Irgaphor (registered trademark) Black S 0100 CF (having the chemical structure represented by the following formula (2)), manufactured by BASF,

(30)

&Lt; Organic black pigment: perylene black &gt;

Manufactured by BASF, Lumogen (R) Black FK4281

&Lt; Organic black pigment: aniline black &gt;

Paliotol (registered trademark) Black L0080 manufactured by BASF Corporation

<Alkali-soluble resin-I>

And 145 parts by mass of propylene glycol monomethyl ether acetate were stirred while substituting with nitrogen, and the temperature was raised to 120 占 폚. 10 parts by mass of styrene, 85.2 parts by mass of glycidyl methacrylate and 66 parts by mass of monoacrylate having a tricyclodecane skeleton (FA-513M manufactured by Hitachi Chemical Co., Ltd.) were added dropwise thereto, and 2,2'-azobis- 8.47 parts by mass of 2-methylbutyronitrile was added dropwise over 3 hours, and further stirring was continued at 90 ° C for 2 hours. Subsequently, 0.7 parts by mass of trisdimethylaminomethylphenol and 0.12 parts by mass of hydroquinone were added to 43.2 parts by mass of acrylic acid, and the reaction was continued at 100 占 폚 for 12 hours. Thereafter, 56.2 parts by mass of tetrahydrophthalic anhydride (THPA) and 0.7 parts by mass of triethylamine were added and reacted at 100 ° C for 3.5 hours. The alkali-soluble resin-I thus obtained had a weight average molecular weight Mw of about 8400 and an acid value of 80 mgKOH / g as measured by GPC.

<Alkali-soluble resin-II>

"ZCR-1664H" (weight average molecular weight Mw = 5000 to 6000, acid value = about 60 mg-KOH / g) manufactured by Nippon Kayaku Co.,

<Alkali-soluble resin-III>

(31)

50 g of the epoxy compound having the above structure (epoxy equivalent 247), 14.3 g of acrylic acid, 59.5 g of methoxybutyl acetate, 1.29 g of triphenylphosphine and 0.05 g of para-methoxyphenol were placed in a flask equipped with a thermometer, And the mixture was reacted at 90 DEG C with stirring until the acid value became 5 mgKOH / g or less. The reaction required 12 hours, and an epoxy acrylate solution was obtained.

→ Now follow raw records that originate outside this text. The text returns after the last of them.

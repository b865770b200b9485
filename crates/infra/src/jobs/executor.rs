//! Worker pool that executes claimed jobs with registered handlers.

use std::collections::HashMap;
use std::panic::{self, AssertUnwindSafe};
use std::sync::{mpsc, Arc, Mutex, MutexGuard};
use std::thread;
use std::time::{Duration, Instant};

use tracing::{debug, error, info, warn};

use super::queue::JobQueue;
use super::store::JobStoreError;
use super::types::{FailureReason, Job, JobFailure, JobKind, JobResult, JobStatus, Transition};

/// Job handler function type.
pub type JobHandler = Box<dyn Fn(&Job) -> JobResult + Send + Sync>;

/// Job executor configuration.
#[derive(Debug, Clone)]
pub struct JobExecutorConfig {
    /// How often an idle worker polls for new jobs
    pub poll_interval: Duration,
    /// Number of worker threads
    pub workers: usize,
    /// Name for logging (workers are `{name}-{n}`)
    pub name: String,
}

impl Default for JobExecutorConfig {
    fn default() -> Self {
        Self {
            poll_interval: Duration::from_millis(100),
            workers: 4,
            name: "job-executor".to_string(),
        }
    }
}

impl JobExecutorConfig {
    pub fn with_name(mut self, name: impl Into<String>) -> Self {
        self.name = name.into();
        self
    }

    pub fn with_workers(mut self, workers: usize) -> Self {
        self.workers = workers.max(1);
        self
    }

    pub fn with_poll_interval(mut self, poll_interval: Duration) -> Self {
        self.poll_interval = poll_interval;
        self
    }
}

/// Handle to control a running executor.
#[derive(Debug)]
pub struct JobExecutorHandle {
    shutdown: Vec<mpsc::Sender<()>>,
    joins: Vec<thread::JoinHandle<()>>,
    stats: Arc<Mutex<ExecutorStats>>,
}

impl JobExecutorHandle {
    /// Request graceful shutdown; waits for in-flight jobs to finish.
    pub fn shutdown(self) {
        for tx in &self.shutdown {
            let _ = tx.send(());
        }
        for join in self.joins {
            let _ = join.join();
        }
    }

    /// Get current executor statistics.
    pub fn stats(&self) -> ExecutorStats {
        lock(&self.stats).clone()
    }
}

/// Executor runtime statistics.
#[derive(Debug, Clone, Default, serde::Serialize)]
pub struct ExecutorStats {
    pub jobs_processed: u64,
    pub jobs_succeeded: u64,
    pub jobs_failed: u64,
    pub jobs_panicked: u64,
    pub current_running: usize,
    pub uptime_secs: u64,
}

fn lock(stats: &Mutex<ExecutorStats>) -> MutexGuard<'_, ExecutorStats> {
    stats.lock().unwrap_or_else(|poisoned| poisoned.into_inner())
}

/// Background job executor.
///
/// Claims ready jobs from a [`JobQueue`], runs the handler registered for the job kind and
/// records the outcome on the run it claimed. The queue never looks inside a payload.
pub struct JobExecutor {
    queue: JobQueue,
    handlers: HashMap<String, JobHandler>,
}

impl JobExecutor {
    /// Create a new executor over the given queue.
    pub fn new(queue: JobQueue) -> Self {
        Self {
            queue,
            handlers: HashMap::new(),
        }
    }

    /// Register a handler for a job kind.
    ///
    /// Patterns: an exact kind, a category (`analysis.*`), or `*`.
    pub fn register_handler<F>(&mut self, kind_pattern: impl Into<String>, handler: F)
    where
        F: Fn(&Job) -> JobResult + Send + Sync + 'static,
    {
        self.handlers.insert(kind_pattern.into(), Box::new(handler));
    }

    /// Get the handler for a job kind.
    fn get_handler(&self, kind: &JobKind) -> Option<&JobHandler> {
        // Try exact match first
        let type_name = kind.type_name();
        if let Some(h) = self.handlers.get(type_name) {
            return Some(h);
        }

        // Try category match (e.g., "analysis.*" matches "analysis.chart"); longest prefix wins
        let category = self
            .handlers
            .iter()
            .filter_map(|(pattern, handler)| {
                let prefix = pattern.strip_suffix(".*")?;
                let rest = type_name.strip_prefix(prefix)?;
                rest.starts_with('.').then_some((prefix.len(), handler))
            })
            .max_by_key(|(len, _)| *len)
            .map(|(_, handler)| handler);
        if category.is_some() {
            return category;
        }

        // Try wildcard
        self.handlers.get("*")
    }

    /// Spawn `config.workers` worker threads.
    pub fn spawn(self, config: JobExecutorConfig) -> std::io::Result<JobExecutorHandle> {
        let executor = Arc::new(self);
        let stats = Arc::new(Mutex::new(ExecutorStats::default()));
        let started = Instant::now();

        let mut shutdown = Vec::with_capacity(config.workers);
        let mut joins = Vec::with_capacity(config.workers);

        for n in 0..config.workers.max(1) {
            let (shutdown_tx, shutdown_rx) = mpsc::channel::<()>();
            let executor = executor.clone();
            let stats = stats.clone();
            let config = config.clone();
            let name = format!("{}-{n}", config.name);

            let join = thread::Builder::new()
                .name(name.clone())
                .spawn(move || worker_loop(&executor, &name, &config, shutdown_rx, &stats, started))?;

            shutdown.push(shutdown_tx);
            joins.push(join);
        }

        info!(executor = %config.name, workers = joins.len(), "job executor started");

        Ok(JobExecutorHandle {
            shutdown,
            joins,
            stats,
        })
    }

    /// Execute a single claimed (`Running`) job and record its outcome.
    pub fn execute_one(&self, job: &Job) -> Result<Job, JobStoreError> {
        let transition = match self.get_handler(&job.kind) {
            None => {
                warn!(job_id = %job.id, kind = %job.kind, "no handler for job");
                Transition::Fail(JobFailure::new(
                    FailureReason::NoExecutor,
                    format!("no executor registered for kind: {}", job.kind),
                ))
            }
            Some(handler) => match panic::catch_unwind(AssertUnwindSafe(|| handler(job))) {
                Ok(JobResult::Success(output)) => Transition::Succeed(output),
                Ok(JobResult::Failure(message)) => Transition::Fail(JobFailure::execution(message)),
                Err(payload) => {
                    let message = panic_message(payload.as_ref());
                    error!(job_id = %job.id, kind = %job.kind, panic = %message, "job handler panicked");
                    Transition::Fail(JobFailure::new(FailureReason::Panicked, message))
                }
            },
        };

        self.queue.transition_run(job.id, job.run, transition)
    }
}

fn panic_message(payload: &(dyn std::any::Any + Send)) -> String {
    if let Some(s) = payload.downcast_ref::<&str>() {
        (*s).to_string()
    } else if let Some(s) = payload.downcast_ref::<String>() {
        s.clone()
    } else {
        "job handler panicked".to_string()
    }
}

fn worker_loop(
    executor: &JobExecutor,
    name: &str,
    config: &JobExecutorConfig,
    shutdown_rx: mpsc::Receiver<()>,
    stats: &Mutex<ExecutorStats>,
    started: Instant,
) {
    debug!(worker = %name, "job worker started");

    loop {
        // Check for shutdown
        if shutdown_rx.try_recv().is_ok() {
            break;
        }

        lock(stats).uptime_secs = started.elapsed().as_secs();

        // Try to claim a job
        match executor.queue.claim_next() {
            Ok(Some(job)) => {
                debug!(worker = %name, job_id = %job.id, kind = %job.kind, run = job.run, "claimed job");

                lock(stats).current_running += 1;
                let result = executor.execute_one(&job);

                let mut s = lock(stats);
                s.current_running = s.current_running.saturating_sub(1);
                s.jobs_processed += 1;
                match &result {
                    Ok(done) if done.status == JobStatus::Succeeded => s.jobs_succeeded += 1,
                    Ok(done) => {
                        s.jobs_failed += 1;
                        if let Some(super::types::JobOutcome::Error(failure)) = &done.result {
                            if failure.reason == FailureReason::Panicked {
                                s.jobs_panicked += 1;
                            }
                        }
                    }
                    Err(_) => {}
                }
                drop(s);

                match result {
                    Ok(done) => debug!(
                        worker = %name,
                        job_id = %done.id,
                        run = done.run,
                        status = ?done.status,
                        "job finished"
                    ),
                    // Cancelled while running; the cancellation already stands as the result.
                    Err(e @ (JobStoreError::StaleRun { .. } | JobStoreError::InvalidTransition { .. })) => {
                        debug!(worker = %name, job_id = %job.id, error = %e, "discarding stale job result")
                    }
                    Err(e) => error!(worker = %name, job_id = %job.id, error = %e, "failed to record job result"),
                }
            }
            Ok(None) => {
                // No jobs available; sleep unless asked to stop.
                match shutdown_rx.recv_timeout(config.poll_interval) {
                    Err(mpsc::RecvTimeoutError::Timeout) => {}
                    _ => break,
                }
            }
            Err(e) => {
                error!(worker = %name, error = %e, "failed to claim job");
                match shutdown_rx.recv_timeout(config.poll_interval) {
                    Err(mpsc::RecvTimeoutError::Timeout) => {}
                    _ => break,
                }
            }
        }
    }

    debug!(worker = %name, "job worker stopped");
}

, 25 parts by mass of the above epoxy acrylate solution, and 0.8 parts by mass of trimethylolpropane (TMP), 4.1 parts by mass of biphenyltetracarboxylic acid dianhydride (BPDA) and 2.8 parts by mass of tetrahydrophthalic anhydride (THPA) The mixture was placed in a flask equipped with a cooling tube, and slowly heated to 105 DEG C with stirring to react.

When the resin solution became transparent, it was diluted with methoxybutyl acetate to prepare a resin having a solid content of 50% by mass. The carboxyl group-containing epoxy resin having an acid value of 131 mgKOH / g and a weight average molecular weight (Mw) of 4000 in terms of polystyrene measured by GPC Acrylate resin (c1).

<Alkali-soluble resin-IV>

"ZCR-1642H" (Mw = 6500, acid value = 98 mg-KOH / g) manufactured by Nippon Kayaku Co.,

<Dispersant-I>

DISPERBYK-LPN21116 &quot; (an acrylic block AB block made of A block having a quaternary ammonium salt group and a tertiary amino group in the side chain and a B block having no quaternary ammonium salt group and no amino group, 70 mg KOH / g. Acid value is not more than 1 mgKOH / g.)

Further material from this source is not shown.